Quelles différences y a-t-il entre les deux sortes d’affects ? Les affects qui sont à l’origine des notions communes - je viens d’essayer de dire ce que c’était - ce sont les passions joyeuses. Les passions joyeuses, encore une fois je me répète pour que ce soit très clair, j’espère ; les passions joyeuses étant l’effet sur moi d’un corps qui convient avec mon corps, m’induisent à former la notion commune, c’est-à-dire une idée de ce qu’il y a de commun entre les deux corps. Et l’idée de ce qu’il y a de commun entre les deux corps c’est l’idée d’un troisième corps dont le corps extérieur et le mien sont les parties.
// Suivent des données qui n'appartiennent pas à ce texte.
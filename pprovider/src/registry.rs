//! Provider registry for runtime provider lookup and swapping.
//!
//! ```rust
//! use pprovider::ProviderRegistry;
//!
//! let registry = ProviderRegistry::new();
//! assert!(registry.is_empty());
//! assert_eq!(registry.len(), 0);
//! ```

use std::sync::Arc;

use pcommon::Registry;

use crate::{ModelProvider, ProviderId};

#[derive(Default)]
pub struct ProviderRegistry {
    providers: Registry<ProviderId, Arc<dyn ModelProvider>>,
}

impl ProviderRegistry {
    pub fn new() -> Self {
        Self::default()
    }

    pub fn register<P>(&mut self, provider: P)
    where
        P: ModelProvider + 'static,
    {
        self.register_shared(Arc::new(provider));
    }

    pub fn register_shared(&mut self, provider: Arc<dyn ModelProvider>) {
        self.providers.insert(provider.id(), provider);
    }

    pub fn get(&self, provider_id: ProviderId) -> Option<Arc<dyn ModelProvider>> {
        self.providers.get(&provider_id).cloned()
    }

    pub fn remove(&mut self, provider_id: ProviderId) -> Option<Arc<dyn ModelProvider>> {
        self.providers.remove(&provider_id)
    }

    pub fn contains(&self, provider_id: ProviderId) -> bool {
        self.providers.contains_key(&provider_id)
    }

    /// Registered ids in a stable order.
    pub fn ids(&self) -> Vec<ProviderId> {
        ProviderId::ALL
            .into_iter()
            .filter(|id| self.providers.contains_key(id))
            .collect()
    }

    pub fn len(&self) -> usize {
        self.providers.len()
    }

    pub fn is_empty(&self) -> bool {
        self.providers.is_empty()
    }
}
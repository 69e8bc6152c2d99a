use std::panic::{AssertUnwindSafe, catch_unwind};
use std::time::Duration;

use pchat::{ChatError, ConversationHooks};
use pcommon::SessionId;
use pprovider::{ProviderError, ProviderId, TokenUsage};

/// Runs every callback of `H` under `catch_unwind`; a panicking observer never fails a turn.
pub struct SafeConversationHooks<H> {
    inner: H,
}

impl<H> SafeConversationHooks<H> {
    pub fn new(inner: H) -> Self {
        Self { inner }
    }

    pub fn inner(&self) -> &H {
        &self.inner
    }
}

impl<H> ConversationHooks for SafeConversationHooks<H>
where
    H: ConversationHooks,
{
    fn on_turn_start(&self, backend: ProviderId, session_id: &SessionId, model: &str) {
        let _ = catch_unwind(AssertUnwindSafe(|| {
            self.inner.on_turn_start(backend, session_id, model)
        }));
    }

    fn on_model_fallback(&self, backend: ProviderId, requested: &str, effective: &str) {
        let _ = catch_unwind(AssertUnwindSafe(|| {
            self.inner.on_model_fallback(backend, requested, effective)
        }));
    }

    fn on_turn_success(
        &self,
        backend: ProviderId,
        session_id: &SessionId,
        model: &str,
        usage: &TokenUsage,
        elapsed: Duration,
    ) {
        let _ = catch_unwind(AssertUnwindSafe(|| {
            self.inner
                .on_turn_success(backend, session_id, model, usage, elapsed)
        }));
    }

    fn on_turn_failure(
        &self,
        backend: ProviderId,
        session_id: &SessionId,
        model: &str,
        error: &ChatError,
        elapsed: Duration,
    ) {
        let _ = catch_unwind(AssertUnwindSafe(|| {
            self.inner
                .on_turn_failure(backend, session_id, model, error, elapsed)
        }));
    }

    fn on_model_listing_failed(&self, backend: ProviderId, error: &ProviderError) {
        let _ = catch_unwind(AssertUnwindSafe(|| {
            self.inner.on_model_listing_failed(backend, error)
        }));
    }
}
Donc, vous voyez que les sentiments qui induisent, qui m’induisent à former une notion commune, ce sont des passions de joie. Ce sont les passions de joie. On a vu que les passions de tristesse ne nous induisaient pas à former des notions communes. Tandis ce que les sentiments qui découlent des notions communes, ça n’est plus des passions de joie. Ce sont des affects actifs.

-  Puisque les notions communes sont des idées adéquates, il en découle des affects qui ne se contentent pas d’augmenter ma puissance d’agir, comme les passions joyeuses. Il en découle des affects qui, au contraire, dépendent de ma puissance d’agir. Faites très attention à la terminologie de Spinoza, et ne confondez pas car lui ne le confond jamais, les deux expressions : ce qui augmente ma puissance d’agir et ce qui découle de ma puissance d’agir.
-  Ce qui augmente ma puissance d’agir c’est forcément une passion puisque : pour que ma puissance d’agir augmente, il faut bien supposer que je n’en ai pas encore la possession. Ma puissance d’agir augmente au point que je tends vers la possession de cette puissance, mais je ne l’ai pas. Ça c’est l’effet des passions joyeuses. Là-dessus, je forme, sous l’action des passions joyeuses, je forme une notion commune. Là, je possède ma puissance d’agir. Parce que la notion commune, elle s’explique par ma puissance. A ce moment là, donc, j’entre en possession de ma puissance. En possession formelle, je possède formellement ma puissance. De cette possession formelle de ma puissance d’agir par la notion commune, découle des affects actifs.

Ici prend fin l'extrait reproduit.